Medical Marijuana:  What to Tell Our Patients
By Jan Lord, MD
 
Several years ago I began a program of office urine testing to verify narcotic compliance among my chronic pain patients and to make sure that my patients were not engaging in illegal drug use.  I signed on with one of a number of companies that offer office screening with laboratory verification as needed. 
 
Most of my patients willingly provided samples.  I was surprised, then, when I began receiving spontaneous, embarrassed confessions from a full range of patients – from young men with job-related back injuries to elderly women with rollator walkers and arthritis – that they did use marijuana, often in small quantities, to promote sleep or manage pain.  Some of these people had obtained marijuana cards and some had not.  For my very low income patients – particularly the elderly on fixed incomes – the $100 or so that a marijuana card costs could be a true hardship. 
 
I decided that I neither needed nor wanted anybody’s true confession and so asked my drug lab to remove the THC strip from my urine screening cup.  Again to my surprise, I was told that my request was common.  Many physicians choose not to know whether their patients are using marijuana or not.  Given the impossible conflict between federal and state law – as well as the reality of widespread marijuana use throughout multiple demographics – doctors simply threw up their hands and decided, “don’t ask; don’t tell.” 
 
It is my opinion that, realistically, the federal government can no more prevent marijuana use among individuals with chronic pain than the local high school can prevent sexual activity among libidinous teenagers. 
 
Given that legalization of recreational marijuana is likely to become reality here in California, I offer the following comments/suggestions when patients ask about using it (from NetCE continuing education course #95170, Medical Marijuana and Other Cannabinoids, www.NetCE.com/MD16):
 
1.  Cannabis is available as a plant extract that includes multiple chemical compounds, several of which have medicinal/psychoactive properties.  Tetrahydrocannabinol (THC) is the primary psychoactive component, but multiple other chemicals contribute to the plant’s effects.  There is no “pharmaceutical grade” cannabis in the U.S., as the drug is neither standardized nor controlled.  Thus, dosing is always uncertain and the patient needs to pay attention to drug effects and control dosing based on effect with each purchase. 
 
2.  Most patients prefer to smoke Cannabis because smoking offers rapid onset of therapeutic benefit (seconds to minutes) and, with rapid onset, patients are able to control dosing so that they derive therapeutic benefit without excessive cognitive side effects.  Duration of effects is 2-3 hours. 
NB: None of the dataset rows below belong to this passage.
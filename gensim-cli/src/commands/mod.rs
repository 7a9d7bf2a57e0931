//! Commands module
//!
//! Defines all CLI commands and their handlers.

mod catalog;
mod run;

pub use run::RunArgs;

use anyhow::Result;
use clap::Subcommand;

/// Top-level CLI commands
#[derive(Subcommand)]
pub enum Commands {
    /// Start a node and stream its session to the terminal
    Run(RunArgs),
    /// List devices available to contribute
    Devices {
        /// Emit machine-readable JSON
        #[arg(long)]
        json: bool,
    },
    /// List job templates the network hands out
    Jobs {
        /// Emit machine-readable JSON
        #[arg(long)]
        json: bool,
    },
}

/// Handle a CLI command
///
/// Routes the command to the appropriate handler module.
pub async fn handle_command(command: Commands) -> Result<()> {
    match command {
        Commands::Run(args) => run::handle_run(args).await,
        Commands::Devices { json } => catalog::handle_devices(json),
        Commands::Jobs { json } => catalog::handle_jobs(json),
    }
}
use crate::commands::{CmdMessage, CmdResult};
use crate::error::Result;
use crate::random::RandomSource;
use crate::store::{DataStore, QuoteStore};

const NO_QUOTES: &str = "No quotes available in this category.";

/// Pick a random quote from `category`, or from the selected category when
/// none is given.
pub fn run<S: DataStore, R: RandomSource + ?Sized>(
    store: &mut QuoteStore<S>,
    category: Option<&str>,
    rng: &mut R,
) -> Result<CmdResult> {
    let category = category
        .map(str::to_string)
        .unwrap_or_else(|| store.selected_category().to_string());

    let Some(quote) = store.pick_random(&category, rng) else {
        let mut res = CmdResult::default();
        res.add_message(CmdMessage::warning(NO_QUOTES));
        return Ok(res);
    };

    if let Err(e) = store.remember_viewed(&quote) {
        tracing::warn!(error = %e, "could not record last viewed quote");
    }
    Ok(CmdResult::default().with_displayed(quote))
}

/// Show the quote displayed last in this session, or a random one.
pub fn show<S: DataStore, R: RandomSource + ?Sized>(
    store: &mut QuoteStore<S>,
    rng: &mut R,
) -> Result<CmdResult> {
    match store.last_viewed()? {
        Some(quote) => Ok(CmdResult::default().with_displayed(quote)),
        None => run(store, None, rng),
    }
}
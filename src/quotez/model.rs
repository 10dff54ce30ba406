use once_cell::sync::Lazy;
use serde::{Deserialize, Serialize};
use serde_json::Value;
use std::collections::BTreeSet;

/// Category value meaning "no filter applied".
pub const ALL_CATEGORIES: &str = "all";

/// Built-in collection used on first run, on malformed storage and on reset.
pub static DEFAULT_QUOTES: Lazy<Vec<Quote>> = Lazy::new(|| {
    vec![
        Quote::new(
            "The best way to predict the future is to create it.",
            "Motivation",
        ),
        Quote::new(
            "In the middle of difficulty lies opportunity.",
            "Inspiration",
        ),
        Quote::new("Stay hungry, stay foolish.", "Life"),
        Quote::new("Success is not final; failure is not fatal.", "Success"),
    ]
});

#[derive(Debug, Clone, PartialEq, Eq, Serialize, Deserialize)]
pub struct Quote {
    pub text: String,
    pub category: String,
    #[serde(default, skip_serializing_if = "Option::is_none")]
    pub author: Option<String>,
}

impl Quote {
    pub fn new(text: impl Into<String>, category: impl Into<String>) -> Self {
        Self {
            text: text.into(),
            category: category.into(),
            author: None,
        }
    }

    pub fn with_author(mut self, author: impl Into<String>) -> Self {
        self.author = Some(author.into());
        self
    }

    /// Builds a quote from an arbitrary parsed JSON value.
    ///
    /// Accepts objects whose `text` and `category` are strings that are not
    /// blank. A string `author` is kept; any other `author` value is ignored.
    /// Unknown fields are ignored. Returns `None` for anything else.
    pub fn from_value(value: &Value) -> Option<Self> {
        let obj = value.as_object()?;
        let text = obj.get("text")?.as_str()?;
        let category = obj.get("category")?.as_str()?;
        if text.trim().is_empty() || category.trim().is_empty() {
            return None;
        }
        let author = obj
            .get("author")
            .and_then(Value::as_str)
            .map(str::to_string);
        Some(Self {
            text: text.to_string(),
            category: category.to_string(),
            author,
        })
    }
}

/// Distinct categories of `quotes`, sorted lexicographically.
pub fn category_index(quotes: &[Quote]) -> Vec<String> {
    quotes
        .iter()
        .map(|q| q.category.clone())
        .collect::<BTreeSet<_>>()
        .into_iter()
        .collect()
}
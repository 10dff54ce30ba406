//! # Quotez CLI
//!
//! The binary is intentionally thin: the CLI lives in `cli/`, and this file
//! only drives `cli::run()` on a tokio runtime and handles process
//! termination. See the library docs for the layering.

mod cli;

#[tokio::main]
async fn main() {
    if let Err(e) = cli::run().await {
        eprintln!("Error: {}", e);
        std::process::exit(1);
    }
}
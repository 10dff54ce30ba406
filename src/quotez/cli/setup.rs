use clap::{Parser, Subcommand};
use quotez::api::DEFAULT_EXPORT_FILENAME;
use std::path::PathBuf;

#[derive(Parser, Debug)]
#[command(name = "quotez", bin_name = "quotez", version)]
#[command(about = "Keep, browse and sync a collection of quotes", long_about = None)]
pub struct Cli {
    #[command(subcommand)]
    pub command: Option<Commands>,

    /// Directory holding quotes.json, category and config.json
    #[arg(long, global = true, env = "QUOTEZ_HOME")]
    pub data_dir: Option<PathBuf>,

    /// Verbose output
    #[arg(short, long, global = true)]
    pub verbose: bool,
}

#[derive(Subcommand, Debug)]
pub enum Commands {
    /// Show a random quote from the selected (or given) category
    #[command(alias = "r")]
    Random {
        /// Category to pick from instead of the selected one
        #[arg(short, long)]
        category: Option<String>,
    },

    /// Show the last displayed quote, or a random one
    Show,

    /// Add a new quote
    #[command(alias = "n")]
    Add {
        /// Quote text
        text: String,

        /// Quote category
        category: String,

        /// Who said it
        #[arg(short, long)]
        author: Option<String>,
    },

    /// List quotes in the selected (or given) category
    #[command(alias = "ls")]
    List {
        /// Category to list instead of the selected one ("all" for everything)
        #[arg(short, long)]
        category: Option<String>,
    },

    /// List categories
    Categories,

    /// Select the category used by random, show and list
    Category {
        /// Category name, or "all"
        name: String,
    },

    /// Append quotes from a JSON file
    Import {
        /// JSON file holding an array of quote objects
        file: PathBuf,
    },

    /// Write all quotes as JSON
    Export {
        /// Output file, "-" for stdout
        #[arg(short, long, default_value = DEFAULT_EXPORT_FILENAME)]
        output: String,
    },

    /// Fetch remote quotes and merge them now
    Sync,

    /// Sync periodically until interrupted
    Watch {
        /// Seconds between syncs (defaults to the configured interval)
        #[arg(short, long)]
        interval: Option<u64>,
    },

    /// Remove saved quotes and restore the defaults
    Reset {
        /// Skip the confirmation prompt
        #[arg(short, long)]
        yes: bool,
    },

    /// Get or set configuration
    Config {
        /// Configuration key (e.g., merge-policy)
        key: Option<String>,

        /// Value to set (if omitted, prints current value)
        value: Option<String>,
    },
}
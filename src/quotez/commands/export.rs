use crate::commands::{CmdMessage, CmdResult};
use crate::error::{QuotezError, Result};
use crate::store::{DataStore, QuoteStore};
use std::fs;
use std::path::PathBuf;

pub const DEFAULT_EXPORT_FILENAME: &str = "quotes.json";

#[derive(Debug, Clone, PartialEq, Eq)]
pub enum ExportTarget {
    File(PathBuf),
    /// Hand the document back in `CmdResult::exported`
    Inline,
}

pub fn run<S: DataStore>(store: &QuoteStore<S>, target: ExportTarget) -> Result<CmdResult> {
    let document = store.export_all()?;
    let mut result = CmdResult::default();

    match target {
        ExportTarget::Inline => result.exported = Some(document),
        ExportTarget::File(path) => {
            fs::write(&path, document).map_err(QuotezError::Io)?;
            result.add_message(CmdMessage::success(format!(
                "Exported {} quotes to {}",
                store.len(),
                path.display()
            )));
        }
    }

    Ok(result)
}

#[cfg(test)]
mod tests {
    use super::*;
    use crate::model::Quote;
    use crate::store::memory::fixtures::StoreFixture;
    use tempfile::TempDir;

    #[test]
    fn inline_export_is_pretty_json() {
        let store = StoreFixture::new()
            .with_quotes(&[Quote::new("A", "B")])
            .load();
        let result = run(&store, ExportTarget::Inline).unwrap();
        assert_eq!(
            result.exported.as_deref(),
            Some("[\n  {\n    \"text\": \"A\",\n    \"category\": \"B\"\n  }\n]")
        );
    }

    #[test]
    fn file_export_writes_document() {
        let dir = TempDir::new().unwrap();
        let path = dir.path().join(DEFAULT_EXPORT_FILENAME);
        let store = StoreFixture::new().with_numbered(3, "Life").load();

        let result = run(&store, ExportTarget::File(path.clone())).unwrap();
        assert!(result.exported.is_none());

        let written: Vec<Quote> =
            serde_json::from_str(&fs::read_to_string(path).unwrap()).unwrap();
        assert_eq!(written, store.quotes());
    }

    #[test]
    fn export_does_not_touch_store() {
        let store = StoreFixture::new().with_numbered(2, "Life").load();
        let before = store.quotes().to_vec();
        run(&store, ExportTarget::Inline).unwrap();
        assert_eq!(store.quotes(), before.as_slice());
    }
}
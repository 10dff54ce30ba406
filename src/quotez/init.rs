use crate::api::QuoteApi;
use crate::config::QuotezConfig;
use crate::error::{QuotezError, Result};
use crate::store::fs::FileStore;
use directories::ProjectDirs;
use std::path::{Path, PathBuf};

/// Environment variable overriding the data directory.
pub const HOME_ENV: &str = "QUOTEZ_HOME";

/// Environment variable overriding where session state is kept.
pub const SESSION_ENV: &str = "QUOTEZ_SESSION_DIR";

/// Pick the data directory: explicit override first, then `QUOTEZ_HOME`,
/// then the platform data directory.
pub fn resolve_data_dir(explicit: Option<&Path>) -> Result<PathBuf> {
    if let Some(dir) = explicit {
        return Ok(dir.to_path_buf());
    }
    if let Some(dir) = std::env::var_os(HOME_ENV).filter(|v| !v.is_empty()) {
        return Ok(PathBuf::from(dir));
    }
    ProjectDirs::from("com", "quotez", "quotez")
        .map(|dirs| dirs.data_dir().to_path_buf())
        .ok_or_else(|| QuotezError::Config("Could not determine data directory".to_string()))
}

/// Load settings and quotes from `data_dir` and build the API over them.
pub fn initialize(data_dir: PathBuf) -> Result<QuoteApi<FileStore>> {
    let config = QuotezConfig::load_or_default(&data_dir);

    let mut store = FileStore::new(data_dir.clone());
    if let Some(dir) = std::env::var_os(SESSION_ENV).filter(|v| !v.is_empty()) {
        store = store.with_session_dir(PathBuf::from(dir));
    }
    let api = QuoteApi::new(store, config, data_dir.clone())?;
    tracing::debug!(data_dir = %data_dir.display(), quotes = api.store().len(), "initialized");

    Ok(api)
}
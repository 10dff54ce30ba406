use crate::commands::{CmdMessage, CmdResult, SyncReport};
use crate::error::Result;
use crate::merge::MergePolicy;
use crate::model::Quote;
use crate::store::{DataStore, QuoteStore};
use chrono::Utc;
use tracing::{info, warn};

/// Fold the outcome of a remote fetch into the store.
///
/// A failed fetch leaves the collection untouched and is reported, not
/// raised. Only persistence failures are returned as errors.
pub fn run<S: DataStore>(
    store: &mut QuoteStore<S>,
    fetched: Result<Vec<Quote>>,
    policy: MergePolicy,
    server_category: &str,
) -> Result<CmdResult> {
    let before = store.len();

    let remote = match fetched {
        Ok(remote) => remote,
        Err(e) => {
            warn!(error = %e, "sync failed, keeping local quotes");
            let report = SyncReport {
                fetched: 0,
                before,
                after: before,
                finished_at: Utc::now(),
                error: Some(e.to_string()),
            };
            let mut result = CmdResult::default().with_sync(report);
            result.add_message(CmdMessage::error(format!("Sync failed: {}", e)));
            return Ok(result);
        }
    };

    store.apply_remote(&remote, policy, server_category)?;
    let report = SyncReport {
        fetched: remote.len(),
        before,
        after: store.len(),
        finished_at: Utc::now(),
        error: None,
    };
    info!(
        fetched = report.fetched,
        before = report.before,
        after = report.after,
        "sync complete"
    );

    let mut result = CmdResult::default().with_sync(report);
    result.add_message(CmdMessage::success(format!(
        "Quotes synced with server ({} fetched, {} total).",
        remote.len(),
        store.len()
    )));
    Ok(result)
}
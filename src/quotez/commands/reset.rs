use crate::commands::{CmdMessage, CmdResult};
use crate::error::Result;
use crate::store::{DataStore, QuoteStore};

pub fn run<S: DataStore>(store: &mut QuoteStore<S>) -> Result<CmdResult> {
    let removed = store.len();
    store.reset()?;

    let mut result = CmdResult::default().with_listed_quotes(store.quotes().to_vec());
    result.add_message(CmdMessage::success(format!(
        "Saved quotes cleared ({} removed) and defaults restored.",
        removed
    )));
    Ok(result)
}
//! # API Facade
//!
//! The API layer is a **thin facade** over the command layer and the single
//! entry point for all quotez operations, whatever the UI.
//!
//! It owns the [`QuoteStore`], the loaded configuration and the random source,
//! so there is no ambient state anywhere in the crate: a UI builds one
//! `QuoteApi` at startup and passes it around (or shares it behind a mutex,
//! as [`crate::scheduler::SyncScheduler`] does).
//!
//! The API explicitly avoids business logic (`commands/*.rs`), I/O towards
//! the user, and presentation. It returns `Result<CmdResult>`.
//!
//! ## Generic Over DataStore
//!
//! - Production: `QuoteApi<FileStore>`
//! - Testing: `QuoteApi<InMemoryStore>`

use crate::commands;
use crate::config::QuotezConfig;
use crate::error::Result;
use crate::random::{RandomSource, ThreadRandom};
use crate::remote::RemoteSource;
use crate::store::{DataStore, QuoteStore};
use std::path::{Path, PathBuf};
use std::time::Duration;
use tracing::debug;

pub struct QuoteApi<S: DataStore> {
    store: QuoteStore<S>,
    config: QuotezConfig,
    config_dir: PathBuf,
    rng: Box<dyn RandomSource + Send>,
}

impl<S: DataStore> QuoteApi<S> {
    /// Load the store from `backend` and use `config_dir` for configuration.
    pub fn new(backend: S, config: QuotezConfig, config_dir: PathBuf) -> Result<Self> {
        Ok(Self {
            store: QuoteStore::load(backend)?,
            config,
            config_dir,
            rng: Box::new(ThreadRandom),
        })
    }

    pub fn with_random(mut self, rng: impl RandomSource + Send + 'static) -> Self {
        self.rng = Box::new(rng);
        self
    }

    pub fn add_quote(
        &mut self,
        text: &str,
        category: &str,
        author: Option<&str>,
    ) -> Result<commands::CmdResult> {
        commands::add::run(&mut self.store, text, category, author)
    }

    pub fn random_quote(&mut self, category: Option<&str>) -> Result<commands::CmdResult> {
        commands::random::run(&mut self.store, category, self.rng.as_mut())
    }

    pub fn show_quote(&mut self) -> Result<commands::CmdResult> {
        commands::random::show(&mut self.store, self.rng.as_mut())
    }

    pub fn list_quotes(&self, category: Option<&str>) -> Result<commands::CmdResult> {
        commands::list::run(&self.store, category)
    }

    pub fn categories(&self) -> Result<commands::CmdResult> {
        commands::categories::list(&self.store)
    }

    pub fn select_category(&mut self, category: &str) -> Result<commands::CmdResult> {
        commands::categories::select(&mut self.store, category)
    }

    pub fn import_file(&mut self, path: &Path) -> Result<commands::CmdResult> {
        commands::import::run(&mut self.store, path)
    }

    pub fn export(&self, target: ExportTarget) -> Result<commands::CmdResult> {
        commands::export::run(&self.store, target)
    }

    pub fn reset(&mut self) -> Result<commands::CmdResult> {
        commands::reset::run(&mut self.store)
    }

    /// Fetch from `remote` and reconcile. A failed fetch is reported in the
    /// result; only persistence failures are errors.
    pub async fn sync<R: RemoteSource + ?Sized>(
        &mut self,
        remote: &R,
    ) -> Result<commands::CmdResult> {
        debug!(policy = %self.config.merge_policy, "starting sync");
        let fetched = remote.fetch().await;
        commands::sync::run(
            &mut self.store,
            fetched,
            self.config.merge_policy,
            &self.config.server_category,
        )
    }

    pub fn config(&mut self, action: ConfigAction) -> Result<commands::CmdResult> {
        let is_set = matches!(action, ConfigAction::Set(..));
        let result = commands::config::run(&self.config_dir, action)?;
        if is_set {
            if let Some(config) = &result.config {
                self.config = config.clone();
            }
        }
        Ok(result)
    }

    /// Interval between periodic syncs, never shorter than one second.
    pub fn sync_interval(&self) -> Duration {
        Duration::from_secs(self.config.sync_interval_secs.max(1))
    }

    pub fn settings(&self) -> &QuotezConfig {
        &self.config
    }

    pub fn store(&self) -> &QuoteStore<S> {
        &self.store
    }
}

pub use crate::commands::config::ConfigAction;
pub use crate::commands::export::{ExportTarget, DEFAULT_EXPORT_FILENAME};
pub use crate::commands::{CmdMessage, CmdResult, MessageLevel, SyncReport};

#[cfg(test)]
mod tests {
    use super::*;
    use crate::error::QuotezError;
    use crate::merge::MergePolicy;
    use crate::model::{Quote, ALL_CATEGORIES};
    use crate::random::SequenceRandom;
    use crate::store::memory::fixtures::StoreFixture;
    use async_trait::async_trait;
    use tempfile::TempDir;

    struct Fixed(Vec<Quote>);

    #[async_trait]
    impl RemoteSource for Fixed {
        async fn fetch(&self) -> Result<Vec<Quote>> {
            Ok(self.0.clone())
        }
    }

    struct Down;

    #[async_trait]
    impl RemoteSource for Down {
        async fn fetch(&self) -> Result<Vec<Quote>> {
            Err(QuotezError::Remote("offline".into()))
        }
    }

    fn api(dir: &TempDir, quotes: &[Quote]) -> QuoteApi<crate::store::memory::InMemoryStore> {
        let backend = StoreFixture::new().with_quotes(quotes).backend;
        QuoteApi::new(backend, QuotezConfig::default(), dir.path().to_path_buf()).unwrap()
    }

    #[test]
    fn random_uses_injected_source() {
        let dir = TempDir::new().unwrap();
        let mut api = api(&dir, &[Quote::new("1", "A"), Quote::new("2", "A")])
            .with_random(SequenceRandom::new([1, 0]));
        assert_eq!(
            api.random_quote(None).unwrap().displayed,
            Some(Quote::new("2", "A"))
        );
        assert_eq!(
            api.random_quote(None).unwrap().displayed,
            Some(Quote::new("1", "A"))
        );
    }

    #[test]
    fn add_then_list_by_category() {
        let dir = TempDir::new().unwrap();
        let mut api = api(&dir, &[]);
        api.add_quote("Hello", "Greetings", None).unwrap();
        let listed = api.list_quotes(Some("Greetings")).unwrap().listed_quotes;
        assert_eq!(listed, vec![Quote::new("Hello", "Greetings")]);
    }

    #[test]
    fn config_set_updates_live_settings() {
        let dir = TempDir::new().unwrap();
        let mut api = api(&dir, &[]);
        api.config(ConfigAction::Set(
            "merge-policy".into(),
            "server-replaces".into(),
        ))
        .unwrap();
        assert_eq!(api.settings().merge_policy, MergePolicy::ServerReplaces);

        api.config(ConfigAction::Set("sync-interval".into(), "5".into()))
            .unwrap();
        assert_eq!(api.sync_interval(), Duration::from_secs(5));
    }

    #[tokio::test]
    async fn sync_merges_remote_quotes() {
        let dir = TempDir::new().unwrap();
        let mut api = api(&dir, &[Quote::new("B", "Life")]);
        let result = api
            .sync(&Fixed(vec![Quote::new("R", "Server")]))
            .await
            .unwrap();
        assert!(result.sync.unwrap().succeeded());
        assert_eq!(api.store().len(), 2);
        assert_eq!(api.store().filter("Server").len(), 1);
    }

    #[tokio::test]
    async fn sync_failure_is_reported() {
        let dir = TempDir::new().unwrap();
        let mut api = api(&dir, &[Quote::new("B", "Life")]);
        let result = api.sync(&Down).await.unwrap();
        assert!(result.has_errors());
        assert_eq!(api.store().len(), 1);
        assert_eq!(api.store().selected_category(), ALL_CATEGORIES);
    }
}
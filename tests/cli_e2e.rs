use assert_cmd::Command;
use predicates::prelude::*;
use tempfile::TempDir;

struct Env {
    home: TempDir,
    session: TempDir,
}

impl Env {
    fn new() -> Self {
        Self {
            home: tempfile::tempdir().unwrap(),
            session: tempfile::tempdir().unwrap(),
        }
    }

    fn cmd(&self) -> Command {
        let mut cmd = Command::cargo_bin("quotez").unwrap();
        cmd.current_dir(self.home.path())
            .env("QUOTEZ_HOME", self.home.path())
            .env("QUOTEZ_SESSION_DIR", self.session.path())
            .env("NO_COLOR", "1")
            .env_remove("RUST_LOG");
        cmd
    }
}

#[test]
fn first_run_seeds_defaults() {
    let env = Env::new();

    env.cmd()
        .args(["list", "-c", "all"])
        .assert()
        .success()
        .stdout(predicate::str::contains("Motivation"))
        .stdout(predicate::str::contains("Success"));

    assert!(env.home.path().join("quotes.json").exists());
}

#[test]
fn add_then_list_by_category() {
    let env = Env::new();

    env.cmd()
        .args(["add", "Stay hungry", "Tech", "-a", "Jobs"])
        .assert()
        .success()
        .stdout(predicate::str::contains("Stay hungry"));

    env.cmd()
        .args(["list", "-c", "Tech"])
        .assert()
        .success()
        .stdout(predicate::str::contains("Stay hungry -- Jobs"))
        .stdout(predicate::str::contains("Motivation").not());
}

#[test]
fn add_with_blank_text_is_rejected() {
    let env = Env::new();

    env.cmd()
        .args(["add", "   ", "Tech"])
        .assert()
        .success()
        .stdout(predicate::str::contains(
            "Please enter both quote text and category.",
        ));

    env.cmd()
        .args(["categories"])
        .assert()
        .success()
        .stdout(predicate::str::contains("Tech").not());
}

#[test]
fn selected_category_survives_restart() {
    let env = Env::new();

    env.cmd()
        .args(["category", "Life"])
        .assert()
        .success()
        .stdout(predicate::str::contains("Selected category: Life"));

    env.cmd()
        .arg("categories")
        .assert()
        .success()
        .stdout(predicate::str::contains("* Life"));

    env.cmd()
        .arg("list")
        .assert()
        .success()
        .stdout(predicate::str::contains("Life"))
        .stdout(predicate::str::contains("Motivation").not());
}

#[test]
fn unknown_category_is_an_error_message() {
    let env = Env::new();

    env.cmd()
        .args(["category", "Nope"])
        .assert()
        .success()
        .stdout(predicate::str::contains("Unknown category: Nope"));
}

#[test]
fn import_appends_valid_entries() {
    let env = Env::new();
    let file = env.home.path().join("batch.json");
    std::fs::write(
        &file,
        r#"[{"text":"Less is more","category":"Design"},{"text":"","category":"Design"},{"oops":1}]"#,
    )
    .unwrap();

    env.cmd()
        .arg("import")
        .arg(&file)
        .assert()
        .success()
        .stdout(predicate::str::contains("Successfully imported 1 quotes."))
        .stdout(predicate::str::contains("Skipped 2 invalid entries"));

    env.cmd()
        .args(["list", "-c", "Design"])
        .assert()
        .success()
        .stdout(predicate::str::contains("Less is more"));
}

#[test]
fn import_rejects_non_array() {
    let env = Env::new();
    let file = env.home.path().join("object.json");
    std::fs::write(&file, r#"{"text":"x","category":"y"}"#).unwrap();

    env.cmd()
        .arg("import")
        .arg(&file)
        .assert()
        .success()
        .stdout(predicate::str::contains(
            "Imported JSON must be an array of quote objects.",
        ));
}

#[test]
fn export_to_stdout_is_plain_json() {
    let env = Env::new();

    let output = env.cmd().args(["export", "-o", "-"]).output().unwrap();
    assert!(output.status.success());

    let parsed: serde_json::Value = serde_json::from_slice(&output.stdout).unwrap();
    let quotes = parsed.as_array().unwrap();
    assert_eq!(quotes.len(), 4);
    assert_eq!(quotes[0]["category"], "Motivation");
}

#[test]
fn export_then_import_into_fresh_home() {
    let source = Env::new();
    source
        .cmd()
        .args(["add", "Ship it", "Work"])
        .assert()
        .success();
    let exported = source.session.path().join("backup.json");
    source
        .cmd()
        .arg("export")
        .arg("-o")
        .arg(&exported)
        .assert()
        .success()
        .stdout(predicate::str::contains("Exported 5 quotes"));

    let target = Env::new();
    target
        .cmd()
        .arg("import")
        .arg(&exported)
        .assert()
        .success()
        .stdout(predicate::str::contains("Successfully imported 5 quotes."));
}

#[test]
fn reset_with_yes_restores_defaults() {
    let env = Env::new();
    env.cmd().args(["add", "Temp", "Scratch"]).assert().success();

    env.cmd()
        .args(["reset", "--yes"])
        .assert()
        .success()
        .stdout(predicate::str::contains("defaults restored"));

    env.cmd()
        .arg("categories")
        .assert()
        .success()
        .stdout(predicate::str::contains("Scratch").not());
}

#[test]
fn reset_without_confirmation_is_cancelled() {
    let env = Env::new();
    env.cmd().args(["add", "Keep me", "Scratch"]).assert().success();

    env.cmd()
        .arg("reset")
        .write_stdin("n\n")
        .assert()
        .success()
        .stdout(predicate::str::contains("Operation cancelled."));

    env.cmd()
        .args(["list", "-c", "Scratch"])
        .assert()
        .success()
        .stdout(predicate::str::contains("Keep me"));
}

#[test]
fn config_set_and_get() {
    let env = Env::new();

    env.cmd()
        .args(["config", "merge-policy", "server-replaces"])
        .assert()
        .success();

    env.cmd()
        .args(["config", "merge-policy"])
        .assert()
        .success()
        .stdout(predicate::str::contains("server-replaces"));

    env.cmd()
        .args(["config", "sync-interval", "soon"])
        .assert()
        .success()
        .stdout(predicate::str::contains("sync-interval"));
}

#[test]
fn show_repeats_last_added_quote() {
    let env = Env::new();
    env.cmd()
        .args(["add", "Remember this", "Memory"])
        .assert()
        .success();

    env.cmd()
        .arg("show")
        .assert()
        .success()
        .stdout(predicate::str::contains("Remember this"));
}

#[test]
fn config_set_rewrites_broken_file() {
    let env = Env::new();
    std::fs::write(env.home.path().join("config.json"), "{not json").unwrap();

    env.cmd()
        .args(["config", "fetch-limit", "8"])
        .assert()
        .success()
        .stdout(predicate::str::contains("fetch-limit = 8"));

    env.cmd()
        .args(["config", "fetch-limit"])
        .assert()
        .success()
        .stdout(predicate::str::contains("8"));
}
3.  Cannabis can be vaporized.  Onset of effect occurs between 30 and 60 minutes post inhalation and benefit lasts about 6 hours.  Given the reasonably rapid onset of benefit, patients are able to titrate dosage to maximize benefit while limiting side effects.
 
4.  Oral ingestion of cannabis provides substantially delayed onset of benefit (2-4 hours), making dose titration difficult.  The website Vault of Erowid offers the L.E.S.S. method (start Low.  Establish potency.  go Slow.  Supplement as needed) for using oral cannabis.   (https://www.erowid.org/plants/cannabis/cannabis_article1.shtml)
 
5.  Cannabis appears to be safe, particularly when compared with side effect and risk/benefit profiles of common pain management drugs, including opiates, tricyclics, antidepressants and anticonvulsants.  There have been no reported deaths from cannabis overdose. 
 
6.  Low dose use of cannabis can be associated with mild light headedness, dizziness, dry mouth, sedation, muscle weakness and palpitations.  Usually these resolve relatively quickly as the drug is distributed out of the circulatory system. 
 
7.  Risk of addiction or “amotivational syndrome” appears to be about 9%, similar to the addiction risk for opiate users. 
 
8.  Contraindications include personal or family history of schizophrenia, history of hypersensitivity to cannabinoids, severe cardiopulmonary disease, severe liver or renal disease, pregnancy or planned pregnancy, breastfeeding.